What is expected:
Starting at the line with "tokens issued before" and going on through the line with "variables (development fallback)", reproduce each line in the records below exactly and nothing more.

[[ Records provided open ]]

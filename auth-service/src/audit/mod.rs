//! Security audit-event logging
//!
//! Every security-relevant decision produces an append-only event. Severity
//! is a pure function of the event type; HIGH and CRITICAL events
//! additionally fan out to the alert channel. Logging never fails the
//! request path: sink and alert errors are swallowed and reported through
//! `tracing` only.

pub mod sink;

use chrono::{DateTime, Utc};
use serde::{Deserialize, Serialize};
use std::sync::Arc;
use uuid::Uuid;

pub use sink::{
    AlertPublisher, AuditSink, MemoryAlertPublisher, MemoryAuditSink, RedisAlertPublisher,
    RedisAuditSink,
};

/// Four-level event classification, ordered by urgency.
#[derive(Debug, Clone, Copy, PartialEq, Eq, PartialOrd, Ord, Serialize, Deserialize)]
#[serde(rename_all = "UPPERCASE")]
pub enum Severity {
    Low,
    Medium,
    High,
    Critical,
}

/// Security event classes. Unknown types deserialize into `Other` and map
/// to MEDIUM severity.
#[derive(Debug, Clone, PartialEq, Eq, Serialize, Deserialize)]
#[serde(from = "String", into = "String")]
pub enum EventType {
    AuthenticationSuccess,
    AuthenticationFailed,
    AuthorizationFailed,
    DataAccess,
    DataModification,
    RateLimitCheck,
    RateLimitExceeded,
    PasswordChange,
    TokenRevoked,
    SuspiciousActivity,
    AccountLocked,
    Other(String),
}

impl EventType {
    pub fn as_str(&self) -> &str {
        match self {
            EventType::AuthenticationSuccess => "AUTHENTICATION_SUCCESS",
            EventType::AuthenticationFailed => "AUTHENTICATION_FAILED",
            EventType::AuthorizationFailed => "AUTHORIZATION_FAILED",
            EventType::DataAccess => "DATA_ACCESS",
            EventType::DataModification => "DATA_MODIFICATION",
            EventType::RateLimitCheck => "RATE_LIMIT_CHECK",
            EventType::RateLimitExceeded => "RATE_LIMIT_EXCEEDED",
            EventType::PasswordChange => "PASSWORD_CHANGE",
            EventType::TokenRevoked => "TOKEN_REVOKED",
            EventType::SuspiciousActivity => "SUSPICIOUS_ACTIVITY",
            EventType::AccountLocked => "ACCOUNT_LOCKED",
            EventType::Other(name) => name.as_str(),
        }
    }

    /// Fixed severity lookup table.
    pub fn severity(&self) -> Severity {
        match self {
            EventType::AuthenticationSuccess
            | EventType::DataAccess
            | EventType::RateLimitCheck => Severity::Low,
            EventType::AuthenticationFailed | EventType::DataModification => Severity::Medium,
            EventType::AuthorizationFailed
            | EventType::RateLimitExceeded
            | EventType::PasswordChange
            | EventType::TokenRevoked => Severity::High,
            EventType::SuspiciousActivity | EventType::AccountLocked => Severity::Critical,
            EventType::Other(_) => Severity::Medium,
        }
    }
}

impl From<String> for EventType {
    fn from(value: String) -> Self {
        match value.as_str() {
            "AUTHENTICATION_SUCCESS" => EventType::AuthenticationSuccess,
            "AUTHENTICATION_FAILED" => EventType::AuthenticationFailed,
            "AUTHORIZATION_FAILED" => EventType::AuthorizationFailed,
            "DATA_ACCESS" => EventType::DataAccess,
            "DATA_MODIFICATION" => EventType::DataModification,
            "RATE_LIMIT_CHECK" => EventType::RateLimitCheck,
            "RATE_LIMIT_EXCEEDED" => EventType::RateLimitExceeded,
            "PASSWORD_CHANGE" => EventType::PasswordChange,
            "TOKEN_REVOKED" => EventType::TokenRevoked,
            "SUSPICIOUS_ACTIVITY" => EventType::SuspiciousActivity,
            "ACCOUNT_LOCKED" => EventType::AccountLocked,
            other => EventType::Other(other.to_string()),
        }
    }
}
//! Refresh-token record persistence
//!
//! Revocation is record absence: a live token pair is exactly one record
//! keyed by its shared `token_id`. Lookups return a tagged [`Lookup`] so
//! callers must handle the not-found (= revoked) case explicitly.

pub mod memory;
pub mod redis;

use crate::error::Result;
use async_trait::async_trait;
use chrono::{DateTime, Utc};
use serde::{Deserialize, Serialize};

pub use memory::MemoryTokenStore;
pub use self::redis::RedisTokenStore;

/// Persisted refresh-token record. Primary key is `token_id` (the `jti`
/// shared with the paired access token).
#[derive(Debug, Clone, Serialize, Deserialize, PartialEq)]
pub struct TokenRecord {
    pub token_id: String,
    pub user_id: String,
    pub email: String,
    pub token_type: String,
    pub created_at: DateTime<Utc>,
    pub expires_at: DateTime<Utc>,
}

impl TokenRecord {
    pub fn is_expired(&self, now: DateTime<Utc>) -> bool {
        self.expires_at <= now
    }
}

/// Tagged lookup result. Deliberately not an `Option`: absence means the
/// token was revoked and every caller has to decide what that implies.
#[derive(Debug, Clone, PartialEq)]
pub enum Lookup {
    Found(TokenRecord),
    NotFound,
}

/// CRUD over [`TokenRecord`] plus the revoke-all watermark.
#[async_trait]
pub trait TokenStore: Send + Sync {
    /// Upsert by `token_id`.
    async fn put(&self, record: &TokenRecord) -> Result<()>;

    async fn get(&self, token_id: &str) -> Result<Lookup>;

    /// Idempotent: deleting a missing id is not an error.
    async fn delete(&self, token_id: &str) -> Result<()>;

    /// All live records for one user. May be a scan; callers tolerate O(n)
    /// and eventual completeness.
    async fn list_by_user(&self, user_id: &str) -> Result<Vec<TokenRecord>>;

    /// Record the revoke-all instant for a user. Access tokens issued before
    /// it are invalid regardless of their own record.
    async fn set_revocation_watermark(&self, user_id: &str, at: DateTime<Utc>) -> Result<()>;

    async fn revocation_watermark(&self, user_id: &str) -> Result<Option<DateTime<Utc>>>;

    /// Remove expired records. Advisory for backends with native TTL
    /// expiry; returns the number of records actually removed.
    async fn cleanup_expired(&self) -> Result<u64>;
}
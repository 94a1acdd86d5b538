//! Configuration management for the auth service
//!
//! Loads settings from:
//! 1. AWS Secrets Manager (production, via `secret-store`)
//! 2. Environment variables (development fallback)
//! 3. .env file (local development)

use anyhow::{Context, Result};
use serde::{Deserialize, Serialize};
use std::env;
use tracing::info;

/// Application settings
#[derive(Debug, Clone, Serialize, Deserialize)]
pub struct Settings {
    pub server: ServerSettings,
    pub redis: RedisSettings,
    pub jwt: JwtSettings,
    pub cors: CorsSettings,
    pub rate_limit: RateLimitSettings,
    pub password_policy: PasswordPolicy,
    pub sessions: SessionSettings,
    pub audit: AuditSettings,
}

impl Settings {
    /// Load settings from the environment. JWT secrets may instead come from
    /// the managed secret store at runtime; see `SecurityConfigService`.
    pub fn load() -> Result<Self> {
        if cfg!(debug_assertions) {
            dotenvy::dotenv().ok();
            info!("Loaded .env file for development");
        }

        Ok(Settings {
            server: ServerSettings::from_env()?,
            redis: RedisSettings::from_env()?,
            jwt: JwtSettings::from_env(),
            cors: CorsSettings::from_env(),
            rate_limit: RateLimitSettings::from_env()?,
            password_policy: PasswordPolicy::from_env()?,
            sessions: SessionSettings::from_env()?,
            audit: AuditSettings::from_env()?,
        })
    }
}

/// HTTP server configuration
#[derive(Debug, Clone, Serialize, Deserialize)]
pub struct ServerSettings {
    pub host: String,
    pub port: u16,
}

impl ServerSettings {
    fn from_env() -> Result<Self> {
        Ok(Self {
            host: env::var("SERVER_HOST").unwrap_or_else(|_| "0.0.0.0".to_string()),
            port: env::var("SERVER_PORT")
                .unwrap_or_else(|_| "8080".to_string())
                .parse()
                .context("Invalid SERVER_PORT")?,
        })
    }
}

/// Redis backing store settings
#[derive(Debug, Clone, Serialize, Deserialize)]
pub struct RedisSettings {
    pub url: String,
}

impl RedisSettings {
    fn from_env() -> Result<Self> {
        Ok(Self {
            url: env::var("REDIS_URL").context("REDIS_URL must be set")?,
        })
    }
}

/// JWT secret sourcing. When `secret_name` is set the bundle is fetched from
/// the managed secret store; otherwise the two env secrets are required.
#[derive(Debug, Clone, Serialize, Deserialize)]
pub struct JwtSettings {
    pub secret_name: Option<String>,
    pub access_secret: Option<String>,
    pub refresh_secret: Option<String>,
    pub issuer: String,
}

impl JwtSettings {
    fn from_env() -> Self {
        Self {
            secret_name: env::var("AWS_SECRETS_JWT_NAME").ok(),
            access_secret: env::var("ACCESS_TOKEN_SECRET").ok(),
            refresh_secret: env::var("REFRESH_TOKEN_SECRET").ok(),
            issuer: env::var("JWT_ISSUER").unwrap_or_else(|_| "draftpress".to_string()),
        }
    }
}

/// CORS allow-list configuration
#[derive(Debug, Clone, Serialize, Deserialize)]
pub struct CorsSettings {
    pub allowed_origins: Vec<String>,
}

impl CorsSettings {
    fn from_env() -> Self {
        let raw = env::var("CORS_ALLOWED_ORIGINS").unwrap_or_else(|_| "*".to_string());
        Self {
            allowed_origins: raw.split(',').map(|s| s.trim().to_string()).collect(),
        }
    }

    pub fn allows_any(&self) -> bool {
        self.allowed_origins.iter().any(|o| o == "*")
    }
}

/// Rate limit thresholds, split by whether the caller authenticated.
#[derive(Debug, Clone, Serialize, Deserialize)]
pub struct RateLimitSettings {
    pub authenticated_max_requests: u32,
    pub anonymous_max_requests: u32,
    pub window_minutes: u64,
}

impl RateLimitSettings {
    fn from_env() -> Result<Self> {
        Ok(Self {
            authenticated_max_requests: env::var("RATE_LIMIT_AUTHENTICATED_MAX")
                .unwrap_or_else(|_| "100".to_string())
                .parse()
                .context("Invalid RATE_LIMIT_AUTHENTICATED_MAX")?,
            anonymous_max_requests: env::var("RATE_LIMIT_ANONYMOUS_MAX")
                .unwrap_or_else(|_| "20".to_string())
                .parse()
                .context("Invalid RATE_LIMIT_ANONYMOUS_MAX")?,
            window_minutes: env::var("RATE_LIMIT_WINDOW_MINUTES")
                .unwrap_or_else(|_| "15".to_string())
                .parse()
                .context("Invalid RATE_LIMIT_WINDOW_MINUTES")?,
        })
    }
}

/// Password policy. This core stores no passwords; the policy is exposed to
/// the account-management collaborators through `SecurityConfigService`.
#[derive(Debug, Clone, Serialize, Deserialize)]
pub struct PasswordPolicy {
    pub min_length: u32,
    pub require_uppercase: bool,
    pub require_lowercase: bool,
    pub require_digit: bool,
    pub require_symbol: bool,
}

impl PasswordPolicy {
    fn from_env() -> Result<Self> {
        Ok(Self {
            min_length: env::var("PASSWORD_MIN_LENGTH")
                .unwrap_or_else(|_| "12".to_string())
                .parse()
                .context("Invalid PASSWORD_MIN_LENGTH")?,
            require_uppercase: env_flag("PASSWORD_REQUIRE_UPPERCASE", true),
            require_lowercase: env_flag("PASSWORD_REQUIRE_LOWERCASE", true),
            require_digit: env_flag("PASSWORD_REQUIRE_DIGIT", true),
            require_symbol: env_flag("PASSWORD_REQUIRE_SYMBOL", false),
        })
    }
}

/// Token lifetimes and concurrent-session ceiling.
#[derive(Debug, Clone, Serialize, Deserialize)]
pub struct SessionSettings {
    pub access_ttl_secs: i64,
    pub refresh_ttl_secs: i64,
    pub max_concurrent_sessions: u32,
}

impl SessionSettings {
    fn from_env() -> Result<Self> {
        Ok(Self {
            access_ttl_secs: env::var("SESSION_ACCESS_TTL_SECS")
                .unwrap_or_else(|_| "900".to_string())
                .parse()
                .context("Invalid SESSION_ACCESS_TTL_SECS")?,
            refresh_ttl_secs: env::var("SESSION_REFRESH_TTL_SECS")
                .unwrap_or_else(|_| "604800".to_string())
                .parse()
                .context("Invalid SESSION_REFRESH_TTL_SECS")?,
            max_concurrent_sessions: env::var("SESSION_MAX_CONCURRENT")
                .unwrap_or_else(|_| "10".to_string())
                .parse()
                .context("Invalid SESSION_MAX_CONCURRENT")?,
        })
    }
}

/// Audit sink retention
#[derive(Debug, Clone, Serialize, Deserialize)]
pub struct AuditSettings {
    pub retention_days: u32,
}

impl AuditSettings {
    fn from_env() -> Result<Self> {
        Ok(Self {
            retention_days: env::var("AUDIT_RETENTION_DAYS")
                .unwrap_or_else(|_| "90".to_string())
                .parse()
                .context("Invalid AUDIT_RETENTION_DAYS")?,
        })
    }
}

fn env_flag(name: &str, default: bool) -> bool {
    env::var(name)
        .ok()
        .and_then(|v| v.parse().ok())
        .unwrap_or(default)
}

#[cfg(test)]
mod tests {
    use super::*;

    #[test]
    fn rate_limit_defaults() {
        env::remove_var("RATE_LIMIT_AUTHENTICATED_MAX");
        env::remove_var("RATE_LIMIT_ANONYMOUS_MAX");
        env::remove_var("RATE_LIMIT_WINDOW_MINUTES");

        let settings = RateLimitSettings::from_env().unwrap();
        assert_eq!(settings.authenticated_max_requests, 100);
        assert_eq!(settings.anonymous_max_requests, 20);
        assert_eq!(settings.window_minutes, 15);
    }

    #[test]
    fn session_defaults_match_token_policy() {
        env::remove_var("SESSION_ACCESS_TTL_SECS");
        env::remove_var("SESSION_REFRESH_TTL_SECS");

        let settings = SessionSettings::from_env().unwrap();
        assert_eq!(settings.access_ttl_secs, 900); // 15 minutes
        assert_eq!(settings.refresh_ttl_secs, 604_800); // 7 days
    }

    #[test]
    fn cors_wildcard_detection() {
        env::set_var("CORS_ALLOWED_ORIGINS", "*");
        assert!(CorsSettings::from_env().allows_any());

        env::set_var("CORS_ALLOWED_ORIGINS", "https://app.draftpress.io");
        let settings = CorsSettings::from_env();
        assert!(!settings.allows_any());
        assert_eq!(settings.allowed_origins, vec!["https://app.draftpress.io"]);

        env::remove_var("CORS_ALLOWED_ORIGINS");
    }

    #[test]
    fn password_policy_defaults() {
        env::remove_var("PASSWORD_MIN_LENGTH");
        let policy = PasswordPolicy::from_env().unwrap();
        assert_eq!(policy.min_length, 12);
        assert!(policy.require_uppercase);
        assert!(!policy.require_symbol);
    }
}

[[ Records provided closed ]]

Answer to the exercise:
    /// Record the revoke-all instant for a user. Access tokens issued before
    /// it are invalid regardless of their own record.
    async fn set_revocation_watermark(&self, user_id: &str, at: DateTime<Utc>) -> Result<()>;

    async fn revocation_watermark(&self, user_id: &str) -> Result<Option<DateTime<Utc>>>;

    /// Remove expired records. Advisory for backends with native TTL
    /// expiry; returns the number of records actually removed.
    async fn cleanup_expired(&self) -> Result<u64>;
}
repository 94a1acdd86d5b538
//! Configuration management for the auth service
//!
//! Loads settings from:
//! 1. AWS Secrets Manager (production, via `secret-store`)
//! 2. Environment variables (development fallback)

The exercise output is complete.